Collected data
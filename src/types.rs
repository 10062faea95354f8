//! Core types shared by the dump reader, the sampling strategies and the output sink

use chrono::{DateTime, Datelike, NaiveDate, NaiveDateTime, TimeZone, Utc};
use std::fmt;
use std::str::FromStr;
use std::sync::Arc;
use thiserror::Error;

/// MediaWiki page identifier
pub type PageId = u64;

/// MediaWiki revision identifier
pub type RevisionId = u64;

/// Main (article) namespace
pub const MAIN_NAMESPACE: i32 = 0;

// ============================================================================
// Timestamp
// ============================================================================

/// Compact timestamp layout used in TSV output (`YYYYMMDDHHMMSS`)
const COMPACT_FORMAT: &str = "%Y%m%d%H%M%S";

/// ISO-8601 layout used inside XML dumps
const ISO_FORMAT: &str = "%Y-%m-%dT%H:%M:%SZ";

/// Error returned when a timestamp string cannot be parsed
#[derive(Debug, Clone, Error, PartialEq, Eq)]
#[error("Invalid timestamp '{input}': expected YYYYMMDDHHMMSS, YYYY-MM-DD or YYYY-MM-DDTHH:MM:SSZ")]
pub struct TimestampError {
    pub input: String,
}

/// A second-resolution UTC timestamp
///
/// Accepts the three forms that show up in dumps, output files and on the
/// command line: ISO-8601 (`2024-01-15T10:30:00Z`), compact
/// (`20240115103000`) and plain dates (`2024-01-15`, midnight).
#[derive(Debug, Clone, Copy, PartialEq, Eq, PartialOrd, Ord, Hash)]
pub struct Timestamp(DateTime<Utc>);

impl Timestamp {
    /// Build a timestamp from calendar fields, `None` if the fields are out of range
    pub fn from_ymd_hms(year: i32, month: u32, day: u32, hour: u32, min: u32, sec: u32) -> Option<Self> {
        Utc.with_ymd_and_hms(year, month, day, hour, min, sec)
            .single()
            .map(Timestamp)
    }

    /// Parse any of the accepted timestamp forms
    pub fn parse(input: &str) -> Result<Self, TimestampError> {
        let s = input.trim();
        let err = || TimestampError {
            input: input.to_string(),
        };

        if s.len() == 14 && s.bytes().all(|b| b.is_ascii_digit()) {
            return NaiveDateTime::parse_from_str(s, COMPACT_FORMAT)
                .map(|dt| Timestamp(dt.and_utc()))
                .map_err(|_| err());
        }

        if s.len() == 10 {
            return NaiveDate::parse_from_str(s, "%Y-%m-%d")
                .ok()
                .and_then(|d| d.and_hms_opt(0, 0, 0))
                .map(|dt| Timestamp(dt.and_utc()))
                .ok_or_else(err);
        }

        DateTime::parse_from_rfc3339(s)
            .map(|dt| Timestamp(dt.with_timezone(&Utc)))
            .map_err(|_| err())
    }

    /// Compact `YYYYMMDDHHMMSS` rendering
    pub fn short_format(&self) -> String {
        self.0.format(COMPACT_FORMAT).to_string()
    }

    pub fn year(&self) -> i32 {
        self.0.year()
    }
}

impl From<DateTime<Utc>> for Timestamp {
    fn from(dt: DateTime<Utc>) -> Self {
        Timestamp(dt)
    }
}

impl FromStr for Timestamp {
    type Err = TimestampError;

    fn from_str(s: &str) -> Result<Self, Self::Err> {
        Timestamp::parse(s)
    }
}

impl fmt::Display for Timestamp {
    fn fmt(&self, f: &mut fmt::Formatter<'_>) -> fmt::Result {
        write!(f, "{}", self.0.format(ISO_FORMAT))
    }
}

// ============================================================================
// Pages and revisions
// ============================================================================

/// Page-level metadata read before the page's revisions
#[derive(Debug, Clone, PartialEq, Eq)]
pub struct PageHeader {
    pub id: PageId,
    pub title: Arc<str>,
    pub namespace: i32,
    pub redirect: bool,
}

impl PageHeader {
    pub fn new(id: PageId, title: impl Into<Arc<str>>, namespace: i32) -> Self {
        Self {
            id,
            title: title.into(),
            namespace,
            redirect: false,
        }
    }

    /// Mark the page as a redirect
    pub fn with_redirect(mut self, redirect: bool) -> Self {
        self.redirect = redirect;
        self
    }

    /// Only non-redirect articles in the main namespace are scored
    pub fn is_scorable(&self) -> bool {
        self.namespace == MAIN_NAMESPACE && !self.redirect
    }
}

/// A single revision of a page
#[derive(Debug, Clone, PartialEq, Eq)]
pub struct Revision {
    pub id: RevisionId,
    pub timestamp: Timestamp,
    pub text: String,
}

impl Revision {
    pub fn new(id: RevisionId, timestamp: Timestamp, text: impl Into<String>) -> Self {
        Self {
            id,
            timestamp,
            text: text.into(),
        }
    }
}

EXERCISE DIRECTIONS:
Tally the lines in the records that hold the word "used". Give only the total.

SOLUTION:
2